Le vingt au matin, Hélène Leymarie se leva à six heures. Elle n’avait pas
dormi. La veille, elle avait fait la toilette de toute la maison, lavé les carrelages,
fait briller les planchers, remplacé par des rubans frais ceux, défraîchis, qui
retenaient les rideaux des fenêtres. Puis elle était allée chez Martial, le coiffeur de
Chardeuil, se faire onduler et elle avait dormi avec un filet pour que ses cheveux
fussent bien en plis au matin. Elle avait passé la revue de son linge et choisi avec
amour celui de soie, qu’elle n’avait jamais porté pendant sa longue solitude.
Quelle robe mettrait-elle? Celle qu’il préférait jadis était une robe bleue et blanche
à rayure pékinée. Mais elle l’avait essayée et avait constaté avec détresse que la
ceinture flottait sur son corps amaigri par les restrictions.
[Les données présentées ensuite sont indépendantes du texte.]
use std::collections::HashMap;
use std::sync::atomic::{AtomicU32, Ordering};
use std::sync::{Arc, Mutex};

use async_channel::{Receiver, Sender};
use async_trait::async_trait;

use crate::firestore::error::{internal_error, FirestoreError, FirestoreResult};
use crate::platform::runtime;

#[derive(Clone, Copy, Debug, PartialEq, Eq, Hash)]
pub struct StreamId(u32);

impl StreamId {
    fn new(value: u32) -> Self {
        Self(value)
    }

    pub fn value(&self) -> u32 {
        self.0
    }
}

#[derive(Clone, Debug)]
pub enum FrameKind {
    Open,
    Data(Vec<u8>),
    Close,
    Error(FirestoreError),
}

#[derive(Clone, Debug)]
pub struct TransportFrame {
    stream_id: StreamId,
    kind: FrameKind,
}

impl TransportFrame {
    pub fn open(stream_id: StreamId) -> Self {
        Self {
            stream_id,
            kind: FrameKind::Open,
        }
    }

    pub fn data(stream_id: StreamId, payload: Vec<u8>) -> Self {
        Self {
            stream_id,
            kind: FrameKind::Data(payload),
        }
    }

    pub fn close(stream_id: StreamId) -> Self {
        Self {
            stream_id,
            kind: FrameKind::Close,
        }
    }

    pub fn error(stream_id: StreamId, error: FirestoreError) -> Self {
        Self {
            stream_id,
            kind: FrameKind::Error(error),
        }
    }

    pub fn stream_id(&self) -> StreamId {
        self.stream_id
    }

    pub fn kind(&self) -> &FrameKind {
        &self.kind
    }
}

#[cfg_attr(target_arch = "wasm32", async_trait(?Send))]
#[cfg_attr(not(target_arch = "wasm32"), async_trait)]
pub trait StreamTransport: Send + Sync + 'static {
    async fn send(&self, frame: TransportFrame) -> FirestoreResult<()>;
    async fn next(&self) -> FirestoreResult<TransportFrame>;
}

pub struct MultiplexedConnection {
    transport: Arc<dyn StreamTransport>,
    next_stream_id: AtomicU32,
    outbound_tx: Sender<TransportFrame>,
    streams: Arc<Mutex<HashMap<StreamId, Sender<FrameKind>>>>,
}

impl MultiplexedConnection {
    pub fn new(transport: Arc<dyn StreamTransport>) -> Self {
        let (outbound_tx, outbound_rx) = async_channel::unbounded();
        let streams = Arc::new(Mutex::new(HashMap::new()));
        let manager = Self {
            transport: Arc::clone(&transport),
            next_stream_id: AtomicU32::new(1),
            outbound_tx,
            streams: Arc::clone(&streams),
        };

        manager.start_outbound_loop(outbound_rx);
        manager.start_inbound_loop(streams);
        manager
    }

    fn start_outbound_loop(&self, outbound_rx: Receiver<TransportFrame>) {
        let transport = Arc::clone(&self.transport);
        runtime::spawn_detached(async move {
            while let Ok(frame) = outbound_rx.recv().await {
                if let Err(err) = transport.send(frame).await {
                    log::warn!("multiplexed outbound loop terminated: {err:?}");
                    break;
                }
            }
        });
    }

    fn start_inbound_loop(&self, streams: Arc<Mutex<HashMap<StreamId, Sender<FrameKind>>>>) {
        let transport = Arc::clone(&self.transport);
        runtime::spawn_detached(async move {
            loop {
                match transport.next().await {
                    Ok(frame) => {
                        let stream_id = frame.stream_id();
                        let event = frame.kind().clone();
                        let maybe_sender = {
                            let guard = streams.lock().unwrap();
                            guard.get(&stream_id).cloned()
                        };
                        if let Some(sender) = maybe_sender {
                            if matches!(event, FrameKind::Close | FrameKind::Error(_)) {
                                let _ = sender.send(event).await;
                                let mut guard = streams.lock().unwrap();
                                guard.remove(&stream_id);
                            } else if let Err(err) = sender.send(event).await {
                                log::debug!(
                                    "dropping inbound frame for closed stream {}: {:?}",
                                    stream_id.value(),
                                    err
                                );
                            }
                        } else {
                            log::debug!("dropping frame for unknown stream {}", stream_id.value());
                        }
                    }
                    Err(err) => {
                        log::warn!("multiplexed inbound loop terminated: {err:?}");
                        break;
                    }
                }
            }
        });
    }

    pub async fn open_stream(&self) -> FirestoreResult<MultiplexedStream> {
        let stream_id = StreamId::new(self.next_stream_id.fetch_add(1, Ordering::SeqCst));
        let (inbound_tx, inbound_rx) = async_channel::unbounded();
        {
            let mut guard = self.streams.lock().unwrap();
            guard.insert(stream_id, inbound_tx);
        }
        self.outbound_tx
            .send(TransportFrame::open(stream_id))
            .await
            .map_err(|err| internal_error(format!("failed to queue open frame: {err}")))?;
        Ok(MultiplexedStream {
            id: stream_id,
            outbound: self.outbound_tx.clone(),
            inbound: inbound_rx,
            manager: self.clone_handle(),
        })
    }

    fn clone_handle(&self) -> MultiplexedConnectionHandle {
        MultiplexedConnectionHandle {
            outbound_tx: self.outbound_tx.clone(),
            streams: Arc::clone(&self.streams),
        }
    }

    /// Closes every stream still open on this connection. Used when tearing
    /// the whole datastore down rather than a single stream.
    pub fn shutdown(&self) {
        let ids: Vec<StreamId> = {
            let guard = self.streams.lock().unwrap();
            guard.keys().cloned().collect()
        };
        let handle = self.clone_handle();
        for id in ids {
            handle.close_stream(id);
        }
    }
}

#[derive(Clone)]
pub struct MultiplexedConnectionHandle {
    outbound_tx: Sender<TransportFrame>,
    streams: Arc<Mutex<HashMap<StreamId, Sender<FrameKind>>>>,
}

impl MultiplexedConnectionHandle {
    pub fn close_stream(&self, stream_id: StreamId) {
        let _ = self.outbound_tx.try_send(TransportFrame::close(stream_id));
        let mut guard = self.streams.lock().unwrap();
        guard.remove(&stream_id);
    }
}

pub struct MultiplexedStream {
    id: StreamId,
    outbound: Sender<TransportFrame>,
    inbound: Receiver<FrameKind>,
    manager: MultiplexedConnectionHandle,
}

impl MultiplexedStream {
    pub fn id(&self) -> StreamId {
        self.id
    }

    pub async fn send(&self, payload: Vec<u8>) -> FirestoreResult<()> {
        self.outbound
            .send(TransportFrame::data(self.id, payload))
            .await
            .map_err(|err| internal_error(format!("failed to enqueue stream frame: {err}")))
    }

    pub async fn next(&self) -> Option<FirestoreResult<Vec<u8>>> {
        while let Ok(event) = self.inbound.recv().await {
            match event {
                FrameKind::Data(payload) => return Some(Ok(payload)),
                FrameKind::Close => return None,
                FrameKind::Error(err) => return Some(Err(err)),
                FrameKind::Open => continue,
            }
        }
        None
    }

    pub async fn close(&self) -> FirestoreResult<()> {
        self.outbound
            .send(TransportFrame::close(self.id))
            .await
            .map_err(|err| internal_error(format!("failed to enqueue close frame: {err}")))
    }
}

impl Drop for MultiplexedStream {
    fn drop(&mut self) {
        self.manager.close_stream(self.id);
    }
}

pub struct InMemoryTransport {
    inbound: Receiver<TransportFrame>,
    outbound: Sender<TransportFrame>,
}

impl InMemoryTransport {
    pub fn pair() -> (Arc<Self>, Arc<Self>) {
        let (left_tx, left_rx) = async_channel::unbounded();
        let (right_tx, right_rx) = async_channel::unbounded();

        let left = Arc::new(Self {
            inbound: left_rx,
            outbound: right_tx,
        });
        let right = Arc::new(Self {
            inbound: right_rx,
            outbound: left_tx,
        });
        (left, right)
    }
}

#[cfg_attr(target_arch = "wasm32", async_trait(?Send))]
#[cfg_attr(not(target_arch = "wasm32"), async_trait)]
impl StreamTransport for InMemoryTransport {
    async fn send(&self, frame: TransportFrame) -> FirestoreResult<()> {
        self.outbound
            .send(frame)
            .await
            .map_err(|err| internal_error(format!("loopback transport send failed: {err}")))
    }

    async fn next(&self) -> FirestoreResult<TransportFrame> {
        self.inbound
            .recv()
            .await
            .map_err(|err| internal_error(format!("loopback transport recv failed: {err}")))
    }
}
Non, elle mettrait une
robe noire qu’elle s’était taillée elle-même et qu’elle égaierait par un col et une
ceinture de couleur.
Avant de préparer le déjeuner, elle se rappela tout ce qu’il aimait… Dans cette
France de 1945, tant de choses manquaient... Un dessert au chocolat?… Oui,
c’était ce qu’il préférait, mais il n’y avait pas de chocolat… Heureusement, elle
possédait quelques oeufs frais grâce à sa petite basse-cour, et il disait toujours
qu’elle faisait les omelettes mieux que personne... Il aimait la viande rouge, les
pommes frites, mais le boucher de Chardeuil avait fermé la boutique depuis deux
jours. Elle avait un poulet, tué l’avant-veille; elle le fit rôtir. Puis comme une
voisine affirmait que dans la petite ville la plus proche, un épicier vendait du
chocolat “sous le comptoir”, elle décida d’aller en chercher.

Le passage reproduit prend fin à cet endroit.